//! Data model for branching questionnaires.
//!
//! Questions are nodes, options are typed edges, answers record which edge
//! a respondent took. A [`Questionnaire`] freezes an ordered set of
//! questions and stamps it with a tamper-evidence hash; the walking itself
//! lives in `questionnaire-fsm`.

pub mod answer;
pub mod common;
pub mod error;
pub mod option;
pub mod ordered_map;
pub mod question;
pub mod questionnaire;
pub mod state;
pub mod value;

pub use answer::{Answer, AnswerMap};
pub use error::{HookError, QuestionnaireError};
pub use option::{AnswerHook, AnswerSnapshot, NextQuestion, QuestionOption};
pub use ordered_map::OrderedMap;
pub use question::{Question, QuestionBuilder, QuestionMeta, QuestionType};
pub use questionnaire::Questionnaire;
pub use state::State;
pub use value::{OptionValue, ValueKind};
//! Id and timestamp helpers shared by the factories.

/// Fresh opaque identifier (UUID v4).
pub fn new_id() -> String {
    uuid::Uuid::new_v4().to_string()
}

/// Current UTC time as an RFC 3339 string.
pub fn now_rfc3339() -> String {
    time::OffsetDateTime::now_utc()
        .format(&time::format_description::well_known::Rfc3339)
        .unwrap_or_else(|_| "unknown".to_string())
}
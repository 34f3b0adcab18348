//! Named integer counters.
//!
//! A [`MetricsRegistry`] is created by the caller and handed to every
//! machine; counters with the same name are shared, so machines walking the
//! same questionnaire aggregate into one set. Counter names follow
//! `{Type}.{questionnaire}.{transition}.counter`.
//!
//! Counters are informational only: nothing reads them to make decisions.

use std::collections::BTreeMap;
use std::fmt::Write as _;
use std::sync::atomic::{AtomicU64, Ordering};
use std::sync::{Arc, Mutex};

use crate::config::FsmConfig;

pub const FSM_TYPE: &str = "FiniteStateMachine";
pub const COUNTER_LABEL: &str = "counter";

/// What a machine counts.
#[derive(Debug, Clone, Copy, PartialEq, Eq, Hash, PartialOrd, Ord)]
pub enum Transition {
    Initialized,
    Forward,
    ForwardFailed,
    Backward,
    Jump,
    Completed,
    Done,
    Emitted,
    Loaded,
    InstantiationFailed,
}

impl Transition {
    pub const ALL: [Transition; 10] = [
        Transition::Initialized,
        Transition::Forward,
        Transition::ForwardFailed,
        Transition::Backward,
        Transition::Jump,
        Transition::Completed,
        Transition::Done,
        Transition::Emitted,
        Transition::Loaded,
        Transition::InstantiationFailed,
    ];

    pub fn segment(&self) -> &'static str {
        match self {
            Transition::Initialized => "initialized",
            Transition::Forward => "running.forward",
            Transition::ForwardFailed => "running.forward.failed",
            Transition::Backward => "running.backward",
            Transition::Jump => "running.jump",
            Transition::Completed => "completed",
            Transition::Done => "done",
            Transition::Emitted => "emitted",
            Transition::Loaded => "loaded",
            Transition::InstantiationFailed => "instantiated.failed",
        }
    }
}

pub fn counter_name(questionnaire: &str, transition: Transition) -> String {
    format!(
        "{}.{}.{}.{}",
        FSM_TYPE,
        questionnaire,
        transition.segment(),
        COUNTER_LABEL
    )
}

#[derive(Debug, Clone, Default)]
pub struct Counter(Arc<AtomicU64>);

impl Counter {
    pub fn incr(&self) {
        self.0.fetch_add(1, Ordering::Relaxed);
    }

    pub fn get(&self) -> u64 {
        self.0.load(Ordering::Relaxed)
    }
}

#[derive(Debug)]
pub struct MetricsRegistry {
    prefix: String,
    counters: Mutex<BTreeMap<String, Counter>>,
}

impl MetricsRegistry {
    pub fn new(prefix: impl Into<String>) -> Self {
        Self {
            prefix: prefix.into(),
            counters: Mutex::new(BTreeMap::new()),
        }
    }

    pub fn from_config(config: &FsmConfig) -> Self {
        Self::new(config.metrics_prefix.clone())
    }

    pub fn prefix(&self) -> &str {
        &self.prefix
    }

    /// Counter registered under `name`, created at zero on first use.
    pub fn counter(&self, name: &str) -> Counter {
        let mut counters = self.counters.lock().unwrap_or_else(|e| e.into_inner());
        counters.entry(name.to_string()).or_default().clone()
    }

    pub fn get(&self, name: &str) -> Option<u64> {
        let counters = self.counters.lock().unwrap_or_else(|e| e.into_inner());
        counters.get(name).map(Counter::get)
    }

    pub fn snapshot(&self) -> BTreeMap<String, u64> {
        let counters = self.counters.lock().unwrap_or_else(|e| e.into_inner());
        counters.iter().map(|(k, c)| (k.clone(), c.get())).collect()
    }

    /// One `prefix.name value` line per counter, sorted by name.
    pub fn render(&self) -> String {
        let mut out = String::new();
        for (name, value) in self.snapshot() {
            let _ = writeln!(out, "{}.{} {}", self.prefix, name, value);
        }
        out
    }
}

impl Default for MetricsRegistry {
    fn default() -> Self {
        Self::from_config(&FsmConfig::default())
    }
}

/// The counters one machine increments, resolved once at construction.
#[derive(Debug, Clone)]
pub(crate) struct FsmMetrics {
    counters: BTreeMap<Transition, Counter>,
}

impl FsmMetrics {
    pub(crate) fn new(registry: &MetricsRegistry, questionnaire: &str) -> Self {
        let counters = Transition::ALL
            .iter()
            .map(|t| (*t, registry.counter(&counter_name(questionnaire, *t))))
            .collect();
        Self { counters }
    }

    pub(crate) fn incr(&self, transition: Transition) {
        if let Some(counter) = self.counters.get(&transition) {
            counter.incr();
        }
    }
}
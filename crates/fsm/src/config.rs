//! Runtime configuration for state machines.

/// Environment variable naming the counter namespace.
pub const METRICS_PREFIX_ENV: &str = "QUESTIONNAIRE_METRICS_PREFIX";

pub const DEFAULT_METRICS_PREFIX: &str = "questionnaire";

#[derive(Debug, Clone, PartialEq, Eq)]
pub struct FsmConfig {
    /// Prefix prepended to every counter when rendered.
    pub metrics_prefix: String,
}

impl Default for FsmConfig {
    fn default() -> Self {
        Self {
            metrics_prefix: DEFAULT_METRICS_PREFIX.to_string(),
        }
    }
}

impl FsmConfig {
    /// Read `QUESTIONNAIRE_METRICS_PREFIX`, falling back to the default.
    pub fn from_env() -> Self {
        Self::from_lookup(|key| std::env::var(key).ok())
    }

    fn from_lookup(lookup: impl Fn(&str) -> Option<String>) -> Self {
        match lookup(METRICS_PREFIX_ENV).filter(|v| !v.trim().is_empty()) {
            Some(prefix) => Self {
                metrics_prefix: prefix,
            },
            None => {
                tracing::warn!(
                    env = METRICS_PREFIX_ENV,
                    default = DEFAULT_METRICS_PREFIX,
                    "metrics prefix not set, using default"
                );
                Self::default()
            }
        }
    }
}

* PROBLEM DESCRIPTION
From the listing above, return the lines starting at the one with "counters.get(name).map(Counter::get)" and ending at the one with "fn from_lookup(lookup: impl", both kept, exactly as they appear and nothing more.

* RESULT
        counters.get(name).map(Counter::get)
    }

    pub fn snapshot(&self) -> BTreeMap<String, u64> {
        let counters = self.counters.lock().unwrap_or_else(|e| e.into_inner());
        counters.iter().map(|(k, c)| (k.clone(), c.get())).collect()
    }

    /// One `prefix.name value` line per counter, sorted by name.
    pub fn render(&self) -> String {
        let mut out = String::new();
        for (name, value) in self.snapshot() {
            let _ = writeln!(out, "{}.{} {}", self.prefix, name, value);
        }
        out
    }
}

impl Default for MetricsRegistry {
    fn default() -> Self {
        Self::from_config(&FsmConfig::default())
    }
}

/// The counters one machine increments, resolved once at construction.
#[derive(Debug, Clone)]
pub(crate) struct FsmMetrics {
    counters: BTreeMap<Transition, Counter>,
}

impl FsmMetrics {
    pub(crate) fn new(registry: &MetricsRegistry, questionnaire: &str) -> Self {
        let counters = Transition::ALL
            .iter()
            .map(|t| (*t, registry.counter(&counter_name(questionnaire, *t))))
            .collect();
        Self { counters }
    }

    pub(crate) fn incr(&self, transition: Transition) {
        if let Some(counter) = self.counters.get(&transition) {
            counter.incr();
        }
    }
}
filename crates/fsm/src/config.rs
//! Runtime configuration for state machines.

/// Environment variable naming the counter namespace.
pub const METRICS_PREFIX_ENV: &str = "QUESTIONNAIRE_METRICS_PREFIX";

pub const DEFAULT_METRICS_PREFIX: &str = "questionnaire";

#[derive(Debug, Clone, PartialEq, Eq)]
pub struct FsmConfig {
    /// Prefix prepended to every counter when rendered.
    pub metrics_prefix: String,
}

impl Default for FsmConfig {
    fn default() -> Self {
        Self {
            metrics_prefix: DEFAULT_METRICS_PREFIX.to_string(),
        }
    }
}

impl FsmConfig {
    /// Read `QUESTIONNAIRE_METRICS_PREFIX`, falling back to the default.
    pub fn from_env() -> Self {
        Self::from_lookup(|key| std::env::var(key).ok())
    }

    fn from_lookup(lookup: impl Fn(&str) -> Option<String>) -> Self {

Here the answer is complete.